Dhiraj Mukherjee, Shazam's co-founder, tells us more about his experience and his advice to entrepreneurs.
‘Just Shazam it.’ Like Google, Hoover, Photoshop and many other greats, Shazam has transcended its brand name to become an everyday verb, used by many around the world.
As one of its four co-founders, Dhiraj Mukherjee has been pivotal to the platform’s meteoric rise. Today, he credit’s the app’s longevity to its purpose of addressing a fundamental human need (that moment of musical connection when you simply need to know “what’s that song?”), and the four founders’ relentless drive and tenacity for making it work.
Getting past the stumbling blocks
Founded in 1999, Shazam has evolved from being an SMS-based service to a huge app platform garnering one billion Shazams per month. But as Dhiraj Mukherjee explains, building Shazam was a journey full of ups and downs. Getting the music identifying platform up and running at a time when there was a huge wave of internet-based entrepreneurship meant they, like their peers, were expecting relatively easy success.

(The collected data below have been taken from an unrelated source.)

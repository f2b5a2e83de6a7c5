//! Typed identifiers for partitions and simulation runs.
//!
//! Partitions are numbered `1..=P` during a scatter/gather cycle; partition
//! `0` is the coordinator and never holds simulation data. Wrapping the
//! number in [`PartitionId`] keeps partition indices from being confused
//! with round numbers or record counts at compile time.

use serde::{Deserialize, Serialize};
use uuid::Uuid;

/// The owning worker of a record during one scatter/gather cycle.
///
/// Valid data partitions are `1..=P` for a run with `P` workers. The
/// reserved value `0` names the coordinator, which only orchestrates and
/// never owns houses.
#[derive(
    Debug, Clone, Copy, PartialEq, Eq, PartialOrd, Ord, Hash, Serialize, Deserialize, Default,
)]
pub struct PartitionId(pub u32);

impl PartitionId {
    /// The reserved coordinator slot. Never carries simulation data.
    pub const COORDINATOR: Self = Self(0);

    /// Wrap a raw partition number.
    #[must_use]
    pub const fn new(value: u32) -> Self {
        Self(value)
    }

    /// The raw partition number.
    #[must_use]
    pub const fn value(self) -> u32 {
        self.0
    }

    /// The partition number as a slot index into a per-partition vector.
    #[must_use]
    pub const fn index(self) -> usize {
        self.0 as usize
    }

    /// Whether this is the reserved coordinator slot.
    #[must_use]
    pub const fn is_coordinator(self) -> bool {
        self.0 == 0
    }
}

impl core::fmt::Display for PartitionId {
    fn fmt(&self, f: &mut core::fmt::Formatter<'_>) -> core::fmt::Result {
        write!(f, "{}", self.0)
    }
}

impl From<u32> for PartitionId {
    fn from(value: u32) -> Self {
        Self(value)
    }
}

/// Unique identifier for one simulation run.
///
/// Uses UUID v7 (time-ordered) so log lines and output directories from
/// successive runs sort chronologically.
#[derive(Debug, Clone, Copy, PartialEq, Eq, PartialOrd, Ord, Hash, Serialize, Deserialize)]
pub struct RunId(pub Uuid);

impl RunId {
    /// Create a new identifier using UUID v7 (time-ordered).
    pub fn new() -> Self {
        Self(Uuid::now_v7())
    }

    /// Return the inner [`Uuid`] value.
    #[must_use]
    pub const fn into_inner(self) -> Uuid {
        self.0
    }
}

impl Default for RunId {
    fn default() -> Self {
        Self::new()
    }
}

impl core::fmt::Display for RunId {
    fn fmt(&self, f: &mut core::fmt::Formatter<'_>) -> core::fmt::Result {
        write!(f, "{}", self.0)
    }
}

impl From<Uuid> for RunId {
    fn from(id: Uuid) -> Self {
        Self(id)
    }
}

But their timing wasn’t exactly ideal.
“We were particularly unlucky because 3-4 months before we started the company, the internet bubble burst and NASDAQ was down by 70% and all bets were off, so we really had to improvise and think on our feet,” says Mukherjee. “And it happened again in 2008 with the Great Financial Crisis. So just when the company was on a solid footing and looking like it was going to be established, we had to go back and reinvent the business model.”
The team were not one to let something like global market forces dampen their spirits. A combination of ‘mind over matter’ thinking alongside grounded strategic moves in improving and growing their product meant they were able ride out the rocky waves.
And in 2018, Apple bought Shazam in a multi-million dollar deal.
Looking back, Mukherjee fondly remembers the work culture. As well as all employees having the same vision for producing the best product possible, there was also an atmosphere of fun. “Everyone has ups and downs. But at Shazam, we focused on making sure we were enjoying every moment of the journey.”
Today, Mukherjee is an active angel investor, focused on emerging technologies and ‘tech for good’. More specifically, he focuses on building up small business who are pioneering green technology and renewable energy. Most recently, he’s invested in a geo-thermo company, citing the huge potential that green technology can bring to the world.
“I had the great privilege of hearing Al Gore speak about 12 years ago. He was a partner at Kleiner Perkins, who invested in Shazam. He really taught us all in an hour about what was happening, and he struck a note of alarm. I then heard him speak again more recently, and he was much calmer because of the advances of things like renewable energy.”
Making the uncertain certain
So, what can his experience of growing Shazam teach today’s small businesses? For Mukherjee, it’s about prioritising ‘design for uncertainty’ – which is about making sure business plans can still thrive, despite all the changes that occur. “Humans like familiarity. They want predictability. But the universe doesn’t actually work that way,” he reminds us.
For Mukherjee, fostering a work environment that can easily adapt to change is key. “I think it’s about working in an agile way. So, little chunks of work, getting that done and then adjusting course and seeing what the priorities are ahead,” he explains.
It might be easier said than done, but it’s something Mukherjee strongly believes is in every small business owner. “As entrepreneurs, there’s so much you don’t know and you’re constantly making it up as you go along. So be able to design for uncertainty is part of your DNA.”
A look ahead
For Mukherjee, the fact that his children, aged 8 and 11, use Shazam is something of a magical thing. “It gives me the best feeling in the world,” he proclaims. Of course, the world Shazam was born into is vastly difference to what it is today. Social media has swept through society. And people’s relationship and reliance with technology has grown. But some things remain constant and true – like our need to Shazam tunes.